FIG. 4 is schematic illustration similar to FIG. 1 but showing two nodes and some interactions between the two nodes.

DETAILED DESCRIPTION OF AN EMBODIMENT
Application Scenario

We envisage this method proving useful as a service management mechanism in a distributed network services scenario. We imagine many nodes connected together into a network. Whatever the nature of the physical connections between nodes, which might or might not allow every node to connect to every other, we imagine that there will be an overlay network which defines a limited set of first-hop neighbours for each node.

Each of these nodes has:

- a certain processing capacity
- a list of services which it is able in principle to provide
- a set of users who will make demands for services

Terms:

- node—a processing unit connected to neighbour nodes and a set of users
- users—sources of demand outside the control of L-CID
- service—a particular processing function e.g. summing two numbers
- service list—each node has a service list which contains the set of services which that node is able to offer
- service runner—each node has a service runner which maintains the set of services currently being offered by that node, and deals with incoming jobs
- task—a demand from a user for an instance of a service to be performed, which supplies the data to be processed e.g. ‘SUM, 3, 4’
- request—when L-CID gets a task from a user it creates a request, which will remain in the system until the task is fulfilled. A request has the same information as a task plus the identity of the user who submitted the task. e.g. ‘User A, SUM, 3, 4’
- job—an instance of a service to be performed at a particular node's service runner. A job is created when Ag meets Ab (see below). A job has the same information as a request plus the address of the node which will perform the service. e.g. ‘Node X, User A, SUM, 3, 4’
- fulfillment—a request is made, a job is run and a processed result returned to the user e.g. the number 7 is returned to the user who requested ‘SUM, 3, 4’
- failure—a job is initiated but the result does not return to the user
- specificity—every element in L-CID has a specificity and will only interact with other elements of the same specificity. In a preferred embodiment this relates directly to the different types of service (so a task requiring service SUM would result in a L-CID request with specificity SUM (or whatever the chosen system identifier for that service is), resulting in synthesis of Ags with specificity SUM. And the eventual fulfilment of that task depends on interactions among those Ags and Tcells, Bcells and Abs all of specificty SUM to create a job of specificity SUM.
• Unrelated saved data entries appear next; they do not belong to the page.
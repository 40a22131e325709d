//! TOML configuration for the `convert` and `stats` commands.
//!
//! ```toml
//! # panel.toml
//! [read]
//! threads = 4
//! compensate = true
//!
//! [[gate]]
//! name = "Lymphocytes"
//! domain = "FSC-A"
//! range = "SSC-A"
//! rectangle = [20000.0, 0.0, 120000.0, 60000.0]
//!
//! [[gate]]
//! name = "T cells"
//! parent = "Lymphocytes"
//! domain = "CD3"
//! range = "SSC-A"
//! polygon = [[1000.0, 0.0], [90000.0, 0.0], [90000.0, 50000.0]]
//!
//! [[stat]]
//! kind = "median"
//! dimension = "CD3"
//! subset = "T cells"
//!
//! [[stat]]
//! kind = "frequency"
//! child = "T cells"
//! parent = "Lymphocytes"
//! ```

use anyhow::{Context, Result};
use serde::Deserialize;
use std::collections::HashMap;
use std::path::Path;

use fcsframe::gating::{Geometry, Subset};
use fcsframe::ident::Id;
use fcsframe::stats::{StatSpec, Statistic};

/// Root configuration structure
#[derive(Debug, Default, Deserialize)]
pub struct Config {
    /// Reading settings
    #[serde(default)]
    pub read: ReadConfig,

    /// Gates, parents before children
    #[serde(default)]
    pub gate: Vec<GateConfig>,

    /// Statistics to compute
    #[serde(default)]
    pub stat: Vec<StatConfig>,
}

/// Settings for reading input files
#[derive(Debug, Default, Deserialize)]
pub struct ReadConfig {
    /// Worker threads for batch parsing
    pub threads: Option<usize>,

    /// Compensate with each file's spillover matrix
    pub compensate: Option<bool>,
}

/// One gate definition
#[derive(Debug, Deserialize)]
pub struct GateConfig {
    /// Unique gate name, also used as the subset label
    pub name: String,
    /// Horizontal dimension
    pub domain: String,
    /// Vertical dimension
    pub range: String,
    /// Name of an earlier gate
    pub parent: Option<String>,
    /// Corners `[x0, y0, x1, y1]`
    pub rectangle: Option<[f64; 4]>,
    /// Vertices `[[x, y], ...]`
    pub polygon: Option<Vec<[f64; 2]>>,
}

/// Statistic kinds accepted in `[[stat]]`
#[derive(Debug, Clone, Copy, PartialEq, Eq, Deserialize)]
#[serde(rename_all = "lowercase")]
pub enum StatKind {
    /// Arithmetic mean
    Mean,
    /// Median
    Median,
    /// Sample standard deviation
    Stdev,
    /// Coefficient of variation
    Cv,
    /// Percentile, needs `percentile`
    Percentile,
    /// Event count
    Count,
    /// Frequency of parent, needs `child` and `parent`
    Frequency,
}

/// One statistic definition
#[derive(Debug, Deserialize)]
pub struct StatConfig {
    /// Statistic kind
    pub kind: StatKind,
    /// Dimension the statistic reads
    pub dimension: Option<String>,
    /// Gate restricting the events
    pub subset: Option<String>,
    /// Percentile in `[0, 100]`
    pub percentile: Option<f64>,
    /// Child gate for `frequency`
    pub child: Option<String>,
    /// Parent gate for `frequency`
    pub parent: Option<String>,
}

impl Config {
    /// Load configuration from a TOML file.
    pub fn from_file(path: &Path) -> Result<Self> {
        let content = std::fs::read_to_string(path)
            .with_context(|| format!("Failed to read config file: {}", path.display()))?;

        Self::from_str(&content)
    }

    /// Parse configuration from a TOML string.
    pub fn from_str(content: &str) -> Result<Self> {
        toml::from_str(content).context("Failed to parse TOML configuration")
    }

    /// Build subsets in declaration order, with parent names resolved to ids
    pub fn subsets(&self) -> Result<Vec<Subset>> {
        let mut ids: HashMap<&str, Id> = HashMap::new();
        let mut subsets = Vec::with_capacity(self.gate.len());
        for gate in &self.gate {
            let geometry = match (&gate.rectangle, &gate.polygon) {
                (Some([x0, y0, x1, y1]), None) => Geometry::rectangle(*x0, *y0, *x1, *y1),
                (None, Some(vertices)) => {
                    Geometry::polygon(vertices.iter().map(|[x, y]| (*x, *y)).collect())
                }
                _ => anyhow::bail!(
                    "Gate {:?} needs exactly one of rectangle or polygon",
                    gate.name
                ),
            }
            .with_context(|| format!("Invalid geometry for gate {:?}", gate.name))?;

            let parent = match &gate.parent {
                Some(name) => Some(*ids.get(name.as_str()).with_context(|| {
                    format!("Gate {:?} names unknown parent {:?}", gate.name, name)
                })?),
                None => None,
            };
            let subset = Subset::new(&gate.name, &gate.domain, &gate.range, geometry)
                .with_parent(parent);
            if ids.insert(gate.name.as_str(), subset.id()).is_some() {
                anyhow::bail!("Gate {:?} is defined twice", gate.name);
            }
            subsets.push(subset);
        }
        Ok(subsets)
    }

    /// Build statistic specs against subsets produced by [`Config::subsets`]
    pub fn specs(&self, subsets: &[Subset]) -> Result<Vec<StatSpec>> {
        let lookup = |name: &str| {
            subsets
                .iter()
                .find(|s| s.label() == name)
                .map(Subset::id)
                .with_context(|| format!("Statistic names unknown gate {name:?}"))
        };

        self.stat
            .iter()
            .map(|stat| -> Result<StatSpec> {
                let statistic = match stat.kind {
                    StatKind::Mean => Statistic::Mean,
                    StatKind::Median => Statistic::Median,
                    StatKind::Stdev => Statistic::Stdev,
                    StatKind::Cv => Statistic::Cv,
                    StatKind::Count => Statistic::Count,
                    StatKind::Percentile => Statistic::Percentile(
                        stat.percentile.context("percentile statistic needs `percentile`")?,
                    ),
                    StatKind::Frequency => {
                        let child = stat.child.as_deref().context("frequency needs `child`")?;
                        let parent = stat.parent.as_deref().context("frequency needs `parent`")?;
                        Statistic::Frequency {
                            child: lookup(child)?,
                            parent: lookup(parent)?,
                        }
                    }
                };
                let mut spec = StatSpec::new(statistic);
                if let Some(dimension) = &stat.dimension {
                    spec = spec.dimension(dimension.as_str());
                }
                if let Some(subset) = &stat.subset {
                    spec = spec.subset(lookup(subset.as_str())?);
                }
                Ok(spec)
            })
            .collect()
    }
}

#[cfg(test)]
mod tests {
    use super::*;

    const PANEL: &str = r#"
        [read]
        threads = 4
        compensate = true

        [[gate]]
        name = "Cells"
        domain = "FSC-A"
        range = "SSC-A"
        rectangle = [10.0, 0.0, 100.0, 50.0]

        [[gate]]
        name = "Bright"
        parent = "Cells"
        domain = "FL1-A"
        range = "SSC-A"
        polygon = [[0.0, 0.0], [10.0, 0.0], [10.0, 10.0]]

        [[stat]]
        kind = "percentile"
        percentile = 99.0
        dimension = "FL1-A"
        subset = "Bright"

        [[stat]]
        kind = "frequency"
        child = "Bright"
        parent = "Cells"
    "#;

    #[test]
    fn test_parse_config() {
        let config = Config::from_str(PANEL).unwrap();
        assert_eq!(config.read.threads, Some(4));
        assert_eq!(config.read.compensate, Some(true));
        assert_eq!(config.gate.len(), 2);
        assert_eq!(config.stat[0].kind, StatKind::Percentile);
    }

    #[test]
    fn test_subsets_resolve_parents() {
        let config = Config::from_str(PANEL).unwrap();
        let subsets = config.subsets().unwrap();
        assert_eq!(subsets[0].parent(), None);
        assert_eq!(subsets[1].parent(), Some(subsets[0].id()));
        assert_eq!(subsets[1].label(), "Bright");
    }

    #[test]
    fn test_specs_reference_subsets() {
        let config = Config::from_str(PANEL).unwrap();
        let subsets = config.subsets().unwrap();
        let specs = config.specs(&subsets).unwrap();
        assert_eq!(specs[0].statistic(), Statistic::Percentile(99.0));
        assert_eq!(specs[0].subset_id(), Some(subsets[1].id()));
        assert_eq!(
            specs[1].statistic(),
            Statistic::Frequency {
                child: subsets[1].id(),
                parent: subsets[0].id(),
            }
        );
    }

    #[test]
    fn test_unknown_parent_is_rejected() {
        let toml = r#"
            [[gate]]
            name = "Orphan"
            parent = "Missing"
            domain = "A"
            range = "B"
            rectangle = [0.0, 0.0, 1.0, 1.0]
        "#;
        let config = Config::from_str(toml).unwrap();
        assert!(config.subsets().is_err());
    }

    #[test]
    fn test_gate_needs_one_geometry() {
        let toml = r#"
            [[gate]]
            name = "Both"
            domain = "A"
            range = "B"
            rectangle = [0.0, 0.0, 1.0, 1.0]
            polygon = [[0.0, 0.0], [1.0, 0.0], [1.0, 1.0]]
        "#;
        assert!(Config::from_str(toml).unwrap().subsets().is_err());
    }

    #[test]
    fn test_empty_config() {
        let config = Config::from_str("").unwrap();
        assert_eq!(config.read.threads, None);
        assert!(config.gate.is_empty());
        assert!(config.stat.is_empty());
    }
}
What is the Advantage of Service Management?

Service Management means the process by which a node decides (or is told) which services it will offer from the set of all possible services.
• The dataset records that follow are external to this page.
//! # Event Frame
//!
//! A [`Frame`] is the in-memory form of one acquisition: an ordered set of
//! [`Dimension`] columns that all hold exactly `row_count` raw values, the
//! keyword metadata from the source file, and the [`Subset`] hierarchy drawn
//! on it by the gating layer.
//!
//! Dimensions are kept in parameter order (the order they were declared in
//! the file) and indexed by short name for lookup; names are unique within a
//! frame. Column values are read-only to callers. The only mutations are
//! transform re-assignment, subset edits and in-place compensation, all of
//! which take `&mut Frame` and so cannot overlap with readers.

use std::collections::BTreeMap;
use std::sync::OnceLock;

use log::warn;

use crate::compensation::SpilloverMatrix;
use crate::gating::Subset;
use crate::ident::Id;
use crate::transform::Transform;

mod dimension;
mod error;
mod lookup;


pub use dimension::{default_transform, Amplification, Dimension};
pub use error::FrameError;
pub use lookup::find_compatible;

/// Keyword whose value names a frame for display
pub const PREFERRED_NAME_KEYWORD: &str = "$FIL";

/// Columnar event table with keyword metadata and subsets
#[derive(Debug, Clone)]
pub struct Frame {
    id: Id,
    row_count: usize,
    dimensions: Vec<Dimension>,
    by_name: BTreeMap<String, usize>,
    keywords: BTreeMap<String, String>,
    subsets: Vec<Subset>,
    compensation_ref: Option<Id>,
    spillover: OnceLock<Option<SpilloverMatrix>>,
}

impl Frame {
    /// Create an empty frame with a fresh identity
    pub fn new(keywords: BTreeMap<String, String>, row_count: usize) -> Self {
        Self::with_id(Id::new(), keywords, row_count)
    }

    /// Create an empty frame that keeps a prior identity
    pub fn with_id(id: Id, keywords: BTreeMap<String, String>, row_count: usize) -> Self {
        Self {
            id,
            row_count,
            dimensions: Vec::new(),
            by_name: BTreeMap::new(),
            keywords,
            subsets: Vec::new(),
            compensation_ref: None,
            spillover: OnceLock::new(),
        }
    }

    /// Stable identity
    pub fn id(&self) -> Id {
        self.id
    }

    /// Number of events
    pub fn row_count(&self) -> usize {
        self.row_count
    }

    /// Number of dimensions
    pub fn column_count(&self) -> usize {
        self.dimensions.len()
    }

    /// All keywords, keyed as stored
    pub fn keywords(&self) -> &BTreeMap<String, String> {
        &self.keywords
    }

    /// Look up a keyword case-insensitively; the value is trimmed
    pub fn keyword(&self, key: &str) -> Option<&str> {
        let value = self.keywords.get(key).or_else(|| {
            self.keywords
                .iter()
                .find(|(k, _)| k.eq_ignore_ascii_case(key))
                .map(|(_, v)| v)
        })?;
        Some(value.trim())
    }

    /// Display name from `$FIL`, falling back to the frame id
    pub fn preferred_name(&self) -> String {
        match self.keyword(PREFERRED_NAME_KEYWORD) {
            Some(name) if !name.is_empty() => name.to_string(),
            _ => self.id.to_string(),
        }
    }

    /// Append a dimension, checking its length and name uniqueness
    pub fn add_dimension(&mut self, dimension: Dimension) -> Result<(), FrameError> {
        if dimension.len() != self.row_count {
            return Err(FrameError::RowCountMismatch {
                name: dimension.short_name().to_string(),
                expected: self.row_count,
                actual: dimension.len(),
            });
        }
        if self.by_name.contains_key(dimension.short_name()) {
            return Err(FrameError::DuplicateDimension(dimension.short_name().to_string()));
        }
        self.by_name
            .insert(dimension.short_name().to_string(), self.dimensions.len());
        self.dimensions.push(dimension);
        Ok(())
    }

    /// Dimensions in parameter order
    pub fn dimensions(&self) -> &[Dimension] {
        &self.dimensions
    }

    /// Short names in parameter order
    pub fn dimension_names(&self) -> Vec<&str> {
        self.dimensions.iter().map(Dimension::short_name).collect()
    }

    /// Exact lookup by short name
    pub fn dimension(&self, name: &str) -> Option<&Dimension> {
        self.by_name.get(name).map(|&i| &self.dimensions[i])
    }

    /// Relaxed lookup by short, display or stain name
    pub fn find_dimension(&self, name: &str) -> Option<&Dimension> {
        self.dimension(name)
            .or_else(|| find_compatible(self.dimensions.iter(), name))
    }

    /// Relaxed lookup that reports a dangling reference as an error
    pub fn require_dimension(&self, name: &str) -> Result<&Dimension, FrameError> {
        self.find_dimension(name)
            .ok_or_else(|| FrameError::UnknownDimension(name.to_string()))
    }

    /// One event across all dimensions, in parameter order
    pub fn row(&self, index: usize) -> Option<Vec<f64>> {
        if index >= self.row_count {
            return None;
        }
        Some(self.dimensions.iter().map(|d| d.values()[index]).collect())
    }

    /// Assign (or clear) the preferred transform of a dimension
    pub fn set_transform(
        &mut self,
        name: &str,
        transform: Option<Transform>,
    ) -> Result<(), FrameError> {
        let position = self.position_of(name)?;
        self.dimensions[position].set_transform(transform);
        Ok(())
    }

    /// Id of the spillover matrix applied to this frame, if any
    pub fn compensation_id(&self) -> Option<Id> {
        self.compensation_ref
    }

    /// Spillover matrix declared in the keywords, parsed on first use
    pub fn spillover(&self) -> Option<&SpilloverMatrix> {
        self.spillover
            .get_or_init(|| match SpilloverMatrix::from_keywords(&self.keywords) {
                Ok(matrix) => Some(matrix),
                Err(crate::compensation::CompensationError::MissingSpillover) => None,
                Err(e) => {
                    warn!("Ignoring spillover keyword on {}: {}", self.preferred_name(), e);
                    None
                }
            })
            .as_ref()
    }

    /// Subsets attached to this frame
    pub fn subsets(&self) -> &[Subset] {
        &self.subsets
    }

    /// Subset by id
    pub fn subset(&self, id: Id) -> Option<&Subset> {
        self.subsets.iter().find(|s| s.id() == id)
    }

    /// Attach a subset; its parent, if any, must already be attached
    pub fn add_subset(&mut self, subset: Subset) -> Result<(), FrameError> {
        if self.subset(subset.id()).is_some() {
            return Err(FrameError::DuplicateSubset(subset.id()));
        }
        if let Some(parent) = subset.parent() {
            if self.subset(parent).is_none() {
                return Err(FrameError::UnknownSubset(parent));
            }
        }
        self.subsets.push(subset);
        Ok(())
    }

    /// Swap in an edited subset with the same id, returning the previous value
    ///
    /// Children keep pointing at the edited subset since its id is unchanged.
    pub fn replace_subset(&mut self, subset: Subset) -> Result<Subset, FrameError> {
        let position = self
            .subsets
            .iter()
            .position(|s| s.id() == subset.id())
            .ok_or(FrameError::UnknownSubset(subset.id()))?;
        if let Some(parent) = subset.parent() {
            if parent == subset.id() || self.subset(parent).is_none() {
                return Err(FrameError::UnknownSubset(parent));
            }
        }
        Ok(std::mem::replace(&mut self.subsets[position], subset))
    }

    /// Detach a subset that no other subset uses as parent
    pub fn remove_subset(&mut self, id: Id) -> Result<Subset, FrameError> {
        let position = self
            .subsets
            .iter()
            .position(|s| s.id() == id)
            .ok_or(FrameError::UnknownSubset(id))?;
        if self.subsets.iter().any(|s| s.parent() == Some(id)) {
            return Err(FrameError::SubsetInUse(id));
        }
        Ok(self.subsets.remove(position))
    }

    pub(crate) fn position_of(&self, name: &str) -> Result<usize, FrameError> {
        if let Some(&i) = self.by_name.get(name) {
            return Ok(i);
        }
        let dim = self.require_dimension(name)?;
        let short = dim.short_name().to_string();
        self.by_name
            .get(&short)
            .copied()
            .ok_or(FrameError::UnknownDimension(short))
    }

    pub(crate) fn dimension_at_mut(&mut self, position: usize) -> &mut Dimension {
        &mut self.dimensions[position]
    }

    pub(crate) fn set_compensation_id(&mut self, id: Option<Id>) {
        self.compensation_ref = id;
    }

    /// Copy of this frame under a fresh identity
    pub(crate) fn duplicate(&self) -> Frame {
        let mut copy = self.clone();
        copy.id = Id::new();
        copy
    }
}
We imagine that it is more efficient for a node to specialise in a small number of services than to spread itself across a very wide set of services. So a node offering only service A would process requests for that service more than twice as quickly as an otherwise identical node which uses 50% of its resources offering service A and 50% offering service B.

We also expect that there would be some advantage in reducing the distance (in the overlay network) between the request and the node fulfilling that job. This could be because there is some explicit cost (in time or other units) associated with each ‘hop’ taken by the request going out and the fulfilled response coming back. Or it could be that the chance of a job failing increases as the distance increases, perhaps because the node moves within the overlay and can no longer be found or because it has ceased running the correct service type for the job in question.
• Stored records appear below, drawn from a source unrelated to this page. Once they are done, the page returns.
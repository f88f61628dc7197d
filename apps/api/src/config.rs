use std::path::PathBuf;

use anyhow::{Context, Result};
use serde::Serialize;

const DEFAULT_MAX_FILE_SIZE: usize = 5 * 1024 * 1024;

/// Application configuration loaded from environment variables.
/// Every variable has a default; malformed values fail startup.
#[derive(Debug, Clone, Serialize)]
pub struct Config {
    pub port: u16,
    #[serde(skip)]
    pub rust_log: String,
    pub upload_dir: PathBuf,
    pub max_file_size: usize,
    /// Lowercase, each with a leading dot (".pdf").
    pub allowed_extensions: Vec<String>,
    pub job_configs_path: PathBuf,
}

impl Config {
    pub fn from_env() -> Result<Self> {
        dotenvy::dotenv().ok(); // load .env if present; ignore if missing

        Ok(Config {
            port: std::env::var("PORT")
                .unwrap_or_else(|_| "8000".to_string())
                .parse::<u16>()
                .context("PORT must be a valid port number")?,
            rust_log: std::env::var("RUST_LOG").unwrap_or_else(|_| "info".to_string()),
            upload_dir: std::env::var("UPLOAD_DIR")
                .unwrap_or_else(|_| "uploads".to_string())
                .into(),
            max_file_size: match std::env::var("MAX_FILE_SIZE") {
                Ok(v) => v
                    .trim()
                    .parse::<usize>()
                    .context("MAX_FILE_SIZE must be a size in bytes")?,
                Err(_) => DEFAULT_MAX_FILE_SIZE,
            },
            allowed_extensions: parse_extensions(
                &std::env::var("ALLOWED_EXTENSIONS").unwrap_or_else(|_| ".pdf".to_string()),
            ),
            job_configs_path: std::env::var("JOB_CONFIGS_PATH")
                .unwrap_or_else(|_| "job_configs.json".to_string())
                .into(),
        })
    }

    /// Maximum upload size in whole megabytes, as shown to users.
    pub fn max_file_size_mb(&self) -> usize {
        self.max_file_size / (1024 * 1024)
    }
}

impl Default for Config {
    fn default() -> Self {
        Config {
            port: 8000,
            rust_log: "info".to_string(),
            upload_dir: PathBuf::from("uploads"),
            max_file_size: DEFAULT_MAX_FILE_SIZE,
            allowed_extensions: vec![".pdf".to_string()],
            job_configs_path: PathBuf::from("job_configs.json"),
        }
    }
}

/// Splits a comma-separated extension list into normalised ".ext" entries.
fn parse_extensions(raw: &str) -> Vec<String> {
    let mut extensions: Vec<String> = Vec::new();
    for ext in raw
        .split(',')
        .map(|e| e.trim().trim_start_matches('.').to_lowercase())
        .filter(|e| !e.is_empty())
    {
        let ext = format!(".{ext}");
        if !extensions.contains(&ext) {
            extensions.push(ext);
        }
    }
    extensions
}

#[cfg(test)]
mod tests {
    use super::*;

    #[test]
    fn test_parse_extensions_normalises() {
        assert_eq!(
            parse_extensions(".PDF, docx ,,.pdf"),
            vec![".pdf".to_string(), ".docx".to_string()]
        );
    }

    #[test]
    fn test_parse_extensions_empty() {
        assert!(parse_extensions("").is_empty());
    }

    #[test]
    fn test_default_limit_is_five_megabytes() {
        let config = Config::default();
        assert_eq!(config.max_file_size, 5_242_880);
        assert_eq!(config.max_file_size_mb(), 5);
    }
}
In addition we expect that in some circumstances a node may incur penalties when it changes the service(s) it offers (time, memory or processor power may be used setting up a new service). So it can be more efficient to keep providing a particular service even if there is a short-lived drop in demand for that service.

L-CID does not necessarily have to be told what the costs or efficiencies of a particular situation are. L-CID will tend to lead the system towards a distribution of services which deals most rapidly with demand. So if inefficiencies cause time delays the system will tend to reduce them where possible (by favouring a more efficient (quicker) service provision).

If the costs are not inherently, manifested by time delay, they must be represented in some other way to L-CID. This could be by translating them into an artificially-introduced delay (i.e. if making a one-hop link costs 100 currency units, then introduce a 100 time unit delay to communications on that link).

Test Scenario

For system testing and validation we have used a highly simplified version of the above scenario. Other more realistic scenarios are currently being investigated to demonstrate the potential efficiency benefits of L-CID over other methods.

In the simplified scenario we use a network of 10 nodes (numbered 0 to 9) where each node is connected to nodes with numbers +1 or −1 its own. i.e. node 5 is connected to nodes 4 and 6. Node 0 is only connected to node 1. Node 9 is only connected to node 8. Each node has a single user attached. All users generate demand according to the same function on all users in any given simulation run. The function specifies the probability that a new request for a service type will be created in the current timestep. So for example, for a single simulation run we might decide that the probability of a request for service A is 0.01. That would mean that in every timestep, on every node, there is a 1% chance of a new request for service A.

Mechanism

The nodes have an interaction area within which the elements of the L-CID mechanism can encounter each other. There are 4 types of interacting element in L-CD called ‘Ag’ ‘Ab’ ‘Tcell’ and ‘Bcell’. Very broadly we can imagine the Ags represent requests, the Tcells are the quick to respond elements which can spread word of new demand through the network, Bcells take longer to get going but they are the effectors which influence service provision and Abs act like ‘offers’—telling Ags where to go to get their request fulfilled.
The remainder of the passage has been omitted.